**Input data**
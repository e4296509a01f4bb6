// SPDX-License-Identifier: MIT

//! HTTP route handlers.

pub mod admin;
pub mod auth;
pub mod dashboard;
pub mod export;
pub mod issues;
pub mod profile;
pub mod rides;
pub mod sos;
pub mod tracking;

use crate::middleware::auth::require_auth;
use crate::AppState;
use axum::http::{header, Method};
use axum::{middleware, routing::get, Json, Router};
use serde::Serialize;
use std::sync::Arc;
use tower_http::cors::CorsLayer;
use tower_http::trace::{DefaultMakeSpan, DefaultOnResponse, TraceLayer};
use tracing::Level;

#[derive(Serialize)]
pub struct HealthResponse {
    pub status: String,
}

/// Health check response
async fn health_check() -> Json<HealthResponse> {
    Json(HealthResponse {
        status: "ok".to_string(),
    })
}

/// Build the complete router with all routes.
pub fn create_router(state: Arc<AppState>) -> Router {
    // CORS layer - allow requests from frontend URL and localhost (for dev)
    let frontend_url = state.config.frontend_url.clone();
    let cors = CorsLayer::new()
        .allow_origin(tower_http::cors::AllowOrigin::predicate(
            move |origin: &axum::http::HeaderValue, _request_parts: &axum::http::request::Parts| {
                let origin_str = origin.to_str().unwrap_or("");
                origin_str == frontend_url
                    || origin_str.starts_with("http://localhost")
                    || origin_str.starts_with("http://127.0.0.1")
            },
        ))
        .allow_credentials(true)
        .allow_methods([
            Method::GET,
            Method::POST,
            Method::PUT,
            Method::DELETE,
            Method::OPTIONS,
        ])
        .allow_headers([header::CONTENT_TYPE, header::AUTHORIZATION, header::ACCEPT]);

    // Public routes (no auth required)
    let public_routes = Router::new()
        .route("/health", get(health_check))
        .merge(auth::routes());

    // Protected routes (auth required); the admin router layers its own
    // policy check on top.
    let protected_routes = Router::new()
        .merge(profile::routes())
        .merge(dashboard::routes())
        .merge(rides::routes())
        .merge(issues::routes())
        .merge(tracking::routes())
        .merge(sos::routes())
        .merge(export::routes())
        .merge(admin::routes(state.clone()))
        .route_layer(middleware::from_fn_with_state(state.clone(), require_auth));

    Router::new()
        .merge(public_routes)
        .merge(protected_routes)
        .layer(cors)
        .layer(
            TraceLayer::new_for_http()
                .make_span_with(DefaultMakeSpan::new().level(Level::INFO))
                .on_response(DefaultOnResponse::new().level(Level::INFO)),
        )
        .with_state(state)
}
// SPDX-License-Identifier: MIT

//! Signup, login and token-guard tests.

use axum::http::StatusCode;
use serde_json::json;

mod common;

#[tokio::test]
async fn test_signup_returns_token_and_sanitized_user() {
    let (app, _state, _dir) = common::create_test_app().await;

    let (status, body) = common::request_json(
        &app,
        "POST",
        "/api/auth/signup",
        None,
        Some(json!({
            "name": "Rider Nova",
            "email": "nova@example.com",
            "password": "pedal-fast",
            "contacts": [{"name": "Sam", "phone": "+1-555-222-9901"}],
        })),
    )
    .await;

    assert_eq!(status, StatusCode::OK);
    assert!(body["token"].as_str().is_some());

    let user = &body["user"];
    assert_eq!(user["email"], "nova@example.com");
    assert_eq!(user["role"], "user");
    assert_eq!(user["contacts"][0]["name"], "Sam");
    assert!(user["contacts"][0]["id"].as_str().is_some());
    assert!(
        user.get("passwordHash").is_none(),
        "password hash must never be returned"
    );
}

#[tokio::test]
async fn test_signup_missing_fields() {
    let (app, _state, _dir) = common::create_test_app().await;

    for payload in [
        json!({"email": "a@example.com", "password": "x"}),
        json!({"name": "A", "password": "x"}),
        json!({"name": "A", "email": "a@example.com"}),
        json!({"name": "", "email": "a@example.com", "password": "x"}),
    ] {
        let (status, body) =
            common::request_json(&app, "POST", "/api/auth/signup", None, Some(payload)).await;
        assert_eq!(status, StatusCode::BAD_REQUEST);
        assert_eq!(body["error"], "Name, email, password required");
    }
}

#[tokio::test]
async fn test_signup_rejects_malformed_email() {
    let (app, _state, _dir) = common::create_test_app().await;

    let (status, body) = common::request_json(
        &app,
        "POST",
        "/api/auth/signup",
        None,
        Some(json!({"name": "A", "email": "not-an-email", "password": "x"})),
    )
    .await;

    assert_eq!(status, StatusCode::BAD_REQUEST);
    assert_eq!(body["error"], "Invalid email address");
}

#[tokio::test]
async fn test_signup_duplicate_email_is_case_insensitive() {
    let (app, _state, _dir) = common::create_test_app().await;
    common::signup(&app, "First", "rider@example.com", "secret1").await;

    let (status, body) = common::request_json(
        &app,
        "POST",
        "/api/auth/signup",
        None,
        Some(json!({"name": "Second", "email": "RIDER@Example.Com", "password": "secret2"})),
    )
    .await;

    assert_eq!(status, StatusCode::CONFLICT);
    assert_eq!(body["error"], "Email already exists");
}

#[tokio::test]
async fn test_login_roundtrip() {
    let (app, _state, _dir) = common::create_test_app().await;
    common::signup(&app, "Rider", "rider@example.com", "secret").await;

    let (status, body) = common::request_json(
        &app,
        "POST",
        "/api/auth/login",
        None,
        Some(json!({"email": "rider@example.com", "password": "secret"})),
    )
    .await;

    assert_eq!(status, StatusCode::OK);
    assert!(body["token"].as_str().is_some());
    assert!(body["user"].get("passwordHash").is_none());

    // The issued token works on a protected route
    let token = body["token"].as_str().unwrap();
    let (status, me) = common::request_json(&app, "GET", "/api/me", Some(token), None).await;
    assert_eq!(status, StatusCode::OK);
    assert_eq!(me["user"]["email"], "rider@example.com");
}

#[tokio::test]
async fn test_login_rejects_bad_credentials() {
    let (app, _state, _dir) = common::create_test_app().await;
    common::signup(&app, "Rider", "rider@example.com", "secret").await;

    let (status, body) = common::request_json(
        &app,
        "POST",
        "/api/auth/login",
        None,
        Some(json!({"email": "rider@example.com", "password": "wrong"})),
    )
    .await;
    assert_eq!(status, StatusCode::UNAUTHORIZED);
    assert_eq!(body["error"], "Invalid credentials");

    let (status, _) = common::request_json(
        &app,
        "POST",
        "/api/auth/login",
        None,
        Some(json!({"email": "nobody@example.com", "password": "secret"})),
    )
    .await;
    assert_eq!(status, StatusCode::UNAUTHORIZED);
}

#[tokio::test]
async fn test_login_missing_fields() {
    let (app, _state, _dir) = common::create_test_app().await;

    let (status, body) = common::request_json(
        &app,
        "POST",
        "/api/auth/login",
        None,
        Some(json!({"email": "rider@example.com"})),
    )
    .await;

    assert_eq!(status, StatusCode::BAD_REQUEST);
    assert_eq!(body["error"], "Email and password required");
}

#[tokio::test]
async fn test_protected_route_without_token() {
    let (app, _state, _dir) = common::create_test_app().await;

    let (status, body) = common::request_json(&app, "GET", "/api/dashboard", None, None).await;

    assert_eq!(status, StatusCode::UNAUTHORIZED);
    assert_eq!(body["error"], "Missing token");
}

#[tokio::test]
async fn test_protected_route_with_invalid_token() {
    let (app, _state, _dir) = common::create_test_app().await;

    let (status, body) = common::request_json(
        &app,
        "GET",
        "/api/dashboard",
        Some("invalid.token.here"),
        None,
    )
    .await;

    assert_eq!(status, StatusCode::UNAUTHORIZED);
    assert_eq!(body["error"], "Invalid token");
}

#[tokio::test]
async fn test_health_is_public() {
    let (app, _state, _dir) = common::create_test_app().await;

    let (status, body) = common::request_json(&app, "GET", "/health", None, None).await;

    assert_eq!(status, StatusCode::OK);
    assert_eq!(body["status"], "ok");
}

**What to produce**
Each line above that contains the string "error" should be identified and copied.

**Solution below**
        assert_eq!(body["error"], "Name, email, password required");
    assert_eq!(body["error"], "Invalid email address");
    assert_eq!(body["error"], "Email already exists");
    assert_eq!(body["error"], "Invalid credentials");
    assert_eq!(body["error"], "Email and password required");
    assert_eq!(body["error"], "Missing token");
    assert_eq!(body["error"], "Invalid token");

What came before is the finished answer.